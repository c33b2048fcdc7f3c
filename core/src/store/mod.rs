// tee_orders/src/store/mod.rs

//! The order document store seam.
//!
//! Stores hold one document per order with its members inline. Every method is
//! atomic for a single order document and nothing more: callers that touch
//! several members issue one call per member and get no cross-document
//! guarantees.

pub mod memory;

use async_trait::async_trait;
use chrono::{DateTime, Utc};

use crate::error::OrderResult;
use crate::model::{Member, MemberRef, NewOrder, Order, OrderId, PaymentStatus};

pub use memory::MemoryOrderStore;

/// `$set`-style patch for one inline member. `None` fields are left untouched.
#[derive(Debug, Clone, Default, PartialEq, Eq)]
pub struct MemberUpdate {
  pub name: Option<String>,
  pub size: Option<String>,
  pub payment_status: Option<PaymentStatus>,
  pub paid_by: Option<String>,
  pub paid_at: Option<DateTime<Utc>>,
  pub proof_image: Option<String>,
  pub confirmed_at: Option<DateTime<Utc>>,
  /// Guard: apply only while the member still has this status.
  pub only_if_status: Option<PaymentStatus>,
}

/// What a store did with a [`MemberUpdate`].
#[derive(Debug, Clone, Copy, PartialEq, Eq)]
pub enum UpdateOutcome {
  Applied,
  OrderMissing,
  MemberMissing,
  StatusMismatch(PaymentStatus),
}

impl MemberUpdate {
  pub fn details(name: impl Into<String>, size: impl Into<String>) -> Self {
    Self {
      name: Some(name.into()),
      size: Some(size.into()),
      ..Default::default()
    }
  }

  /// Stamps a member as part of a payment submission. Only an unpaid member moves.
  pub fn submission(paid_by: impl Into<String>, paid_at: DateTime<Utc>, proof_image: impl Into<String>) -> Self {
    Self {
      payment_status: Some(PaymentStatus::Pending),
      paid_by: Some(paid_by.into()),
      paid_at: Some(paid_at),
      proof_image: Some(proof_image.into()),
      only_if_status: Some(PaymentStatus::Unpaid),
      ..Default::default()
    }
  }

  /// Marks a member paid regardless of its current status.
  pub fn confirmation(confirmed_at: DateTime<Utc>) -> Self {
    Self {
      payment_status: Some(PaymentStatus::Paid),
      confirmed_at: Some(confirmed_at),
      ..Default::default()
    }
  }

  /// Applies the patch in place. Store implementations call this under their
  /// per-document lock or transaction.
  pub fn apply_to(&self, member: &mut Member) -> UpdateOutcome {
    if let Some(required) = self.only_if_status {
      if member.payment_status != required {
        return UpdateOutcome::StatusMismatch(member.payment_status);
      }
    }
    if let Some(name) = &self.name {
      member.name = name.clone();
    }
    if let Some(size) = &self.size {
      member.size = size.clone();
    }
    if let Some(status) = self.payment_status {
      member.payment_status = status;
    }
    if let Some(paid_by) = &self.paid_by {
      member.paid_by = Some(paid_by.clone());
    }
    if let Some(paid_at) = self.paid_at {
      member.paid_at = Some(paid_at);
    }
    if let Some(proof_image) = &self.proof_image {
      member.proof_image = Some(proof_image.clone());
    }
    if let Some(confirmed_at) = self.confirmed_at {
      member.confirmed_at = Some(confirmed_at);
    }
    UpdateOutcome::Applied
  }
}

/// Removes the first member whole-value equal to `target`. Returns whether one was removed.
pub fn remove_first_match(members: &mut Vec<Member>, target: &Member) -> bool {
  match members.iter().position(|m| m == target) {
    Some(pos) => {
      members.remove(pos);
      true
    }
    None => false,
  }
}

#[async_trait]
pub trait OrderStore: Send + Sync {
  /// Persists a new order and returns it with its assigned id.
  async fn insert_order(&self, order: NewOrder) -> OrderResult<Order>;

  /// All orders, newest `created_at` first.
  async fn list_orders(&self) -> OrderResult<Vec<Order>>;

  async fn find_order(&self, id: OrderId) -> OrderResult<Option<Order>>;

  async fn update_member(&self, target: MemberRef, update: &MemberUpdate) -> OrderResult<UpdateOutcome>;

  /// Removes the first member of the order equal to `member` by value.
  /// `Ok(false)` when the order is gone or no member matches.
  async fn remove_member(&self, order_id: OrderId, member: &Member) -> OrderResult<bool>;
}

#[cfg(test)]
mod tests {
  use super::*;

  #[test]
  fn submission_patch_skips_members_that_already_moved() {
    let mut member = Member::unpaid("An", "M");
    member.payment_status = PaymentStatus::Paid;
    let update = MemberUpdate::submission("Mom", Utc::now(), "https://proofs/1.jpg");
    assert_eq!(update.apply_to(&mut member), UpdateOutcome::StatusMismatch(PaymentStatus::Paid));
    assert!(member.paid_by.is_none());
  }

  #[test]
  fn confirmation_patch_is_unconditional() {
    let mut member = Member::unpaid("An", "M");
    let at = Utc::now();
    assert_eq!(MemberUpdate::confirmation(at).apply_to(&mut member), UpdateOutcome::Applied);
    assert_eq!(member.payment_status, PaymentStatus::Paid);
    assert_eq!(member.confirmed_at, Some(at));
    assert_eq!(member.name, "An");
  }

  #[test]
  fn remove_first_match_leaves_duplicates_after_it() {
    let twin = Member::unpaid("Twin", "S");
    let mut members = vec![twin.clone(), Member::unpaid("Other", "M"), twin.clone()];
    assert!(remove_first_match(&mut members, &twin));
    assert_eq!(members.len(), 2);
    assert_eq!(members[0].name, "Other");
    assert_eq!(members[1], twin);
  }
}
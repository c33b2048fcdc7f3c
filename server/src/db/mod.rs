// tee_orders_server/src/db/mod.rs

//! Postgres-backed order store.

use crate::models::OrderRecord;
use async_trait::async_trait;
use sqlx::types::Json;
use sqlx::{PgPool, Postgres, Transaction};
use tee_orders::store::remove_first_match;
use tee_orders::{
  Member, MemberRef, MemberUpdate, NewOrder, Order, OrderError, OrderId, OrderResult, OrderStore, UpdateOutcome,
};
use tracing::{debug, error, info, instrument};

const CREATE_ORDERS_TABLE: &str = "CREATE TABLE IF NOT EXISTS tee_orders (
  id UUID PRIMARY KEY,
  reference TEXT,
  created_at TIMESTAMPTZ NOT NULL,
  members JSONB NOT NULL DEFAULT '[]'::jsonb
)";

const CREATE_CREATED_AT_INDEX: &str =
  "CREATE INDEX IF NOT EXISTS tee_orders_created_at_idx ON tee_orders (created_at DESC)";

/// Creates the orders table and its index when missing.
pub async fn ensure_schema(pool: &PgPool) -> Result<(), sqlx::Error> {
  sqlx::query(CREATE_ORDERS_TABLE).execute(pool).await?;
  sqlx::query(CREATE_CREATED_AT_INDEX).execute(pool).await?;
  info!("Database schema is in place.");
  Ok(())
}

/// Connection-level failures mean the store is down; everything else is a bug or bad data.
fn store_error(err: sqlx::Error) -> OrderError {
  error!(error = %err, "Order store query failed.");
  match err {
    sqlx::Error::PoolTimedOut
    | sqlx::Error::PoolClosed
    | sqlx::Error::Io(_)
    | sqlx::Error::Tls(_)
    | sqlx::Error::WorkerCrashed => OrderError::Unavailable(err.to_string()),
    other => OrderError::Internal(other.to_string()),
  }
}

#[derive(Debug, Clone)]
pub struct PgOrderStore {
  pool: PgPool,
}

impl PgOrderStore {
  pub fn new(pool: PgPool) -> Self {
    Self { pool }
  }

  /// Locks the order row for the rest of the transaction.
  async fn lock_members(
    tx: &mut Transaction<'static, Postgres>,
    id: OrderId,
  ) -> Result<Option<Vec<Member>>, sqlx::Error> {
    let members = sqlx::query_scalar::<_, Json<Vec<Member>>>("SELECT members FROM tee_orders WHERE id = $1 FOR UPDATE")
      .bind(id.as_uuid())
      .fetch_optional(&mut **tx)
      .await?;
    Ok(members.map(|json| json.0))
  }

  async fn write_members(
    tx: &mut Transaction<'static, Postgres>,
    id: OrderId,
    members: &[Member],
  ) -> Result<(), sqlx::Error> {
    sqlx::query("UPDATE tee_orders SET members = $2 WHERE id = $1")
      .bind(id.as_uuid())
      .bind(Json(members))
      .execute(&mut **tx)
      .await?;
    Ok(())
  }
}

#[async_trait]
impl OrderStore for PgOrderStore {
  #[instrument(name = "pg_store::insert_order", skip_all, fields(members = order.members.len()), err(Display))]
  async fn insert_order(&self, order: NewOrder) -> OrderResult<Order> {
    let order = order.into_order(OrderId::new());
    sqlx::query("INSERT INTO tee_orders (id, reference, created_at, members) VALUES ($1, $2, $3, $4)")
      .bind(order.id.as_uuid())
      .bind(&order.reference)
      .bind(order.created_at)
      .bind(Json(&order.members))
      .execute(&self.pool)
      .await
      .map_err(store_error)?;
    debug!(order_id = %order.id, "Order inserted.");
    Ok(order)
  }

  #[instrument(name = "pg_store::list_orders", skip_all, err(Display))]
  async fn list_orders(&self) -> OrderResult<Vec<Order>> {
    let records = sqlx::query_as::<_, OrderRecord>(
      "SELECT id, reference, created_at, members FROM tee_orders ORDER BY created_at DESC, id",
    )
    .fetch_all(&self.pool)
    .await
    .map_err(store_error)?;
    Ok(records.into_iter().map(Order::from).collect())
  }

  #[instrument(name = "pg_store::find_order", skip(self), err(Display))]
  async fn find_order(&self, id: OrderId) -> OrderResult<Option<Order>> {
    let record =
      sqlx::query_as::<_, OrderRecord>("SELECT id, reference, created_at, members FROM tee_orders WHERE id = $1")
        .bind(id.as_uuid())
        .fetch_optional(&self.pool)
        .await
        .map_err(store_error)?;
    Ok(record.map(Order::from))
  }

  #[instrument(name = "pg_store::update_member", skip(self, update), err(Display))]
  async fn update_member(&self, target: MemberRef, update: &MemberUpdate) -> OrderResult<UpdateOutcome> {
    let mut tx = self.pool.begin().await.map_err(store_error)?;
    let Some(mut members) = Self::lock_members(&mut tx, target.order_id).await.map_err(store_error)? else {
      return Ok(UpdateOutcome::OrderMissing);
    };
    let outcome = match members.get_mut(target.member_index) {
      Some(member) => update.apply_to(member),
      None => UpdateOutcome::MemberMissing,
    };
    if outcome == UpdateOutcome::Applied {
      Self::write_members(&mut tx, target.order_id, &members).await.map_err(store_error)?;
      tx.commit().await.map_err(store_error)?;
    }
    // Dropping an uncommitted transaction rolls it back and releases the row lock.
    Ok(outcome)
  }

  #[instrument(name = "pg_store::remove_member", skip(self, member), err(Display))]
  async fn remove_member(&self, order_id: OrderId, member: &Member) -> OrderResult<bool> {
    let mut tx = self.pool.begin().await.map_err(store_error)?;
    let Some(mut members) = Self::lock_members(&mut tx, order_id).await.map_err(store_error)? else {
      return Ok(false);
    };
    if !remove_first_match(&mut members, member) {
      return Ok(false);
    }
    Self::write_members(&mut tx, order_id, &members).await.map_err(store_error)?;
    tx.commit().await.map_err(store_error)?;
    Ok(true)
  }
}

──────

WORK REQUIRED.
Starting with the line that contains "tx, target.order_id).await.map_err(store_error)? else", restate every line through the end of the records above, exactly and with no other lines.

OUTPUT FOR THIS EXERCISE.
    let Some(mut members) = Self::lock_members(&mut tx, target.order_id).await.map_err(store_error)? else {
      return Ok(UpdateOutcome::OrderMissing);
    };
    let outcome = match members.get_mut(target.member_index) {
      Some(member) => update.apply_to(member),
      None => UpdateOutcome::MemberMissing,
    };
    if outcome == UpdateOutcome::Applied {
      Self::write_members(&mut tx, target.order_id, &members).await.map_err(store_error)?;
      tx.commit().await.map_err(store_error)?;
    }
    // Dropping an uncommitted transaction rolls it back and releases the row lock.
    Ok(outcome)
  }

  #[instrument(name = "pg_store::remove_member", skip(self, member), err(Display))]
  async fn remove_member(&self, order_id: OrderId, member: &Member) -> OrderResult<bool> {
    let mut tx = self.pool.begin().await.map_err(store_error)?;
    let Some(mut members) = Self::lock_members(&mut tx, order_id).await.map_err(store_error)? else {
      return Ok(false);
    };
    if !remove_first_match(&mut members, member) {
      return Ok(false);
    }
    Self::write_members(&mut tx, order_id, &members).await.map_err(store_error)?;
    tx.commit().await.map_err(store_error)?;
    Ok(true)
  }
}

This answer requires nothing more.